Risk-responsive security management involves a multitude of periodic initiatives that require a more in-depth, documented approach, justification and communication to key stakeholders. It’s your vision, the blueprint you draw so that you and others can more accurately fulfill the need and deliver the desired results. One way to achieve clarity and buy-in is to create a concept of operations (ConOps) document. As you can see from the following original definition, it has been used extensively in technology and government systems planning. We have used the same concept successfully in our field of operations.

A Concept of Operations (CONOPS) is a document that "describes system characteristics for a proposed system from a user's perspective. A CONOPS also describes the user organization, mission, and objectives from an integrated systems point of view and is used to communicate overall quantitative and qualitative program or system characteristics to stakeholders."[1]

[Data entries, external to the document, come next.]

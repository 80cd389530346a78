//! **tilepath-core**: priced tile-grid pathfinding, core types.
//!
//! This crate provides the foundational types used across the *tilepath*
//! workspace: integer coordinates, adjacency policies, priced tiles, and
//! the rectangular [`TileGrid`] built from cost or walkability data.

pub mod geom;
pub mod grid;
pub mod tile;

pub use geom::{Adjacency, Coord};
pub use grid::{GridError, TileGrid};
pub use tile::Tile;
use tilepath_core::Coord;

/// Octile distance between two coordinates, scaled by 10: orthogonal
/// steps count 10, diagonal steps 14 (≈ 10√2).
///
/// This is the step metric and heuristic used by the pathfinder. It is
/// exact for 8-directional movement and an underestimate for
/// 4-directional movement, so it stays admissible under both policies.
#[inline]
pub fn octile(a: Coord, b: Coord) -> i32 {
    let dx = (a.x - b.x).abs();
    let dy = (a.y - b.y).abs();
    14 * dx.min(dy) + 10 * (dx - dy).abs()
}

/// Manhattan (L1) distance between two coordinates.
#[inline]
pub fn manhattan(a: Coord, b: Coord) -> i32 {
    (a.x - b.x).abs() + (a.y - b.y).abs()
}

/// Chebyshev (L∞) distance between two coordinates.
#[inline]
pub fn chebyshev(a: Coord, b: Coord) -> i32 {
    (a.x - b.x).abs().max((a.y - b.y).abs())
}

#[cfg(test)]
mod tests {
    use super::*;

    #[test]
    fn octile_known_values() {
        let o = Coord::ZERO;
        assert_eq!(octile(o, o), 0);
        assert_eq!(octile(o, Coord::new(3, 0)), 30);
        assert_eq!(octile(o, Coord::new(0, -2)), 20);
        assert_eq!(octile(o, Coord::new(2, 2)), 28);
        assert_eq!(octile(o, Coord::new(3, 1)), 34);
        assert_eq!(octile(Coord::new(-1, -1), Coord::new(1, 2)), 38);
    }

    #[test]
    fn metrics_are_symmetric() {
        let a = Coord::new(-4, 7);
        let b = Coord::new(3, -2);
        assert_eq!(octile(a, b), octile(b, a));
        assert_eq!(manhattan(a, b), manhattan(b, a));
        assert_eq!(chebyshev(a, b), chebyshev(b, a));
    }

    #[test]
    fn octile_bounded_by_scaled_l1_and_linf() {
        for (a, b) in [
            (Coord::ZERO, Coord::new(5, 3)),
            (Coord::new(2, -1), Coord::new(-3, 4)),
            (Coord::new(1, 1), Coord::new(1, 9)),
        ] {
            let o = octile(a, b);
            assert!(o >= 10 * chebyshev(a, b));
            assert!(o <= 10 * manhattan(a, b));
        }
    }
}
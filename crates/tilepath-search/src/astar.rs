use std::collections::hash_map::Entry;

use tilepath_core::{Adjacency, Coord};

use crate::Pathfinder;
use crate::distance::octile;
use crate::pathfinder::{Node, OpenRef};
use crate::traits::Topology;

impl Pathfinder {
    /// Find a cheapest walkable route from `from` to `to` using A*.
    ///
    /// The returned coordinates exclude `from` and, when non-empty, end
    /// with `to`; walking them in order reaches the goal. An empty vector
    /// means no path, and is also the answer when `from == to` or when
    /// either endpoint lies outside the topology.
    ///
    /// Each step costs its octile distance times the destination tile's
    /// decimal-scaled price, or times 1 when `ignore_prices` is set.
    /// Frontier ties on total estimated cost prefer the position
    /// estimated closer to the goal.
    pub fn find_path<T: Topology>(
        &mut self,
        topology: &T,
        from: Coord,
        to: Coord,
        adjacency: Adjacency,
        ignore_prices: bool,
    ) -> Vec<Coord> {
        if topology.tile(from).is_none() || topology.tile(to).is_none() {
            return Vec::new();
        }
        if from == to {
            return Vec::new();
        }

        // Reset scratch from any previous search.
        self.nodes.clear();
        self.open.clear();

        let start_h = octile(from, to);
        self.nodes.insert(
            from,
            Node {
                g: 0,
                h: start_h,
                parent: None,
                closed: false,
            },
        );
        self.open.push(OpenRef {
            pos: from,
            f: start_h,
            h: start_h,
        });

        let mut nbuf = std::mem::take(&mut self.nbuf);

        let mut expanded = 0u32;
        let found = 'search: loop {
            let Some(current) = self.open.pop() else {
                break 'search false;
            };
            let cur = current.pos;

            // Skip stale entries for positions finalized meanwhile.
            let Some(node) = self.nodes.get_mut(&cur) else {
                continue;
            };
            if node.closed {
                continue;
            }
            node.closed = true;
            let current_g = node.g;
            expanded += 1;

            if cur == to {
                break 'search true;
            }

            nbuf.clear();
            topology.neighbors(cur, adjacency, &mut nbuf);

            for &np in nbuf.iter() {
                let Some(tile) = topology.tile(np) else {
                    continue;
                };
                if !tile.walkable() {
                    continue;
                }

                let factor = if ignore_prices {
                    1
                } else {
                    (10.0 * tile.price).round() as i32
                };
                let tentative_g = current_g + octile(cur, np) * factor;

                match self.nodes.entry(np) {
                    Entry::Occupied(mut e) => {
                        let n = e.get_mut();
                        // Finalized positions are never reopened.
                        if n.closed || tentative_g >= n.g {
                            continue;
                        }
                        n.g = tentative_g;
                        n.parent = Some(cur);
                        let h = n.h;
                        self.open.push(OpenRef {
                            pos: np,
                            f: tentative_g + h,
                            h,
                        });
                    }
                    Entry::Vacant(e) => {
                        let h = octile(np, to);
                        e.insert(Node {
                            g: tentative_g,
                            h,
                            parent: Some(cur),
                            closed: false,
                        });
                        self.open.push(OpenRef {
                            pos: np,
                            f: tentative_g + h,
                            h,
                        });
                    }
                }
            }
        };

        self.nbuf = nbuf;

        if !found {
            log::debug!("no path {from} -> {to} after {expanded} expansions");
            return Vec::new();
        }

        // Walk parent links back from the goal; `from` itself stays out.
        let mut path = Vec::new();
        let mut cur = to;
        while cur != from {
            path.push(cur);
            let Some(prev) = self.nodes.get(&cur).and_then(|n| n.parent) else {
                break;
            };
            cur = prev;
        }
        path.reverse();
        log::debug!(
            "path {from} -> {to}: {} steps, {expanded} expansions",
            path.len()
        );
        path
    }
}

/// One-shot convenience: run a single search on a throwaway [`Pathfinder`].
///
/// Callers issuing many queries should hold on to a [`Pathfinder`] and
/// call [`Pathfinder::find_path`] so the search scratch gets reused.
pub fn find_path<T: Topology>(
    topology: &T,
    from: Coord,
    to: Coord,
    adjacency: Adjacency,
    ignore_prices: bool,
) -> Vec<Coord> {
    Pathfinder::new().find_path(topology, from, to, adjacency, ignore_prices)
}

// ---------------------------------------------------------------------------
// Tests
// ---------------------------------------------------------------------------
//! The [`Tile`] value type: per-tile traversal price.

/// A single grid tile, described entirely by its traversal price.
///
/// A price of `0.0` marks the tile as blocked; anything else is walkable,
/// with `1.0` the baseline and larger values costlier to cross. Prices
/// must not be negative. Walkability is derived from the price, so the
/// two can never disagree.
#[derive(Copy, Clone, Debug, Default, PartialEq)]
#[cfg_attr(feature = "serde", derive(serde::Serialize, serde::Deserialize))]
pub struct Tile {
    pub price: f32,
}

impl Tile {
    /// A walkable tile at the baseline price.
    pub const OPEN: Self = Self { price: 1.0 };

    /// A blocked tile. Also the `Default`.
    pub const BLOCKED: Self = Self { price: 0.0 };

    /// Create a tile with the given traversal price.
    #[inline]
    pub const fn new(price: f32) -> Self {
        Self { price }
    }

    /// Whether the tile can be stepped on.
    #[inline]
    pub fn walkable(self) -> bool {
        self.price != 0.0
    }
}

impl From<f32> for Tile {
    #[inline]
    fn from(price: f32) -> Self {
        Self { price }
    }
}

impl From<bool> for Tile {
    /// `true` becomes [`Tile::OPEN`], `false` becomes [`Tile::BLOCKED`].
    #[inline]
    fn from(walkable: bool) -> Self {
        if walkable { Self::OPEN } else { Self::BLOCKED }
    }
}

Why build a ConOps? We are in competition for resources with all the other managers in our company. We also are frequently confronted with the need for a new, state-of-the-art GSOC, a risk-responsive addition of significance that will add headcount, or other initiatives that require a well-documented business case. A ConOps clearly identifies the need, crafts the over-arching methodology to be applied and specifies the who, what, when, how and why of the program. If you are in the midst of an initiative that has not been effectively specified in a business case, the ConOps provides the detail that helps drive the team to desired results.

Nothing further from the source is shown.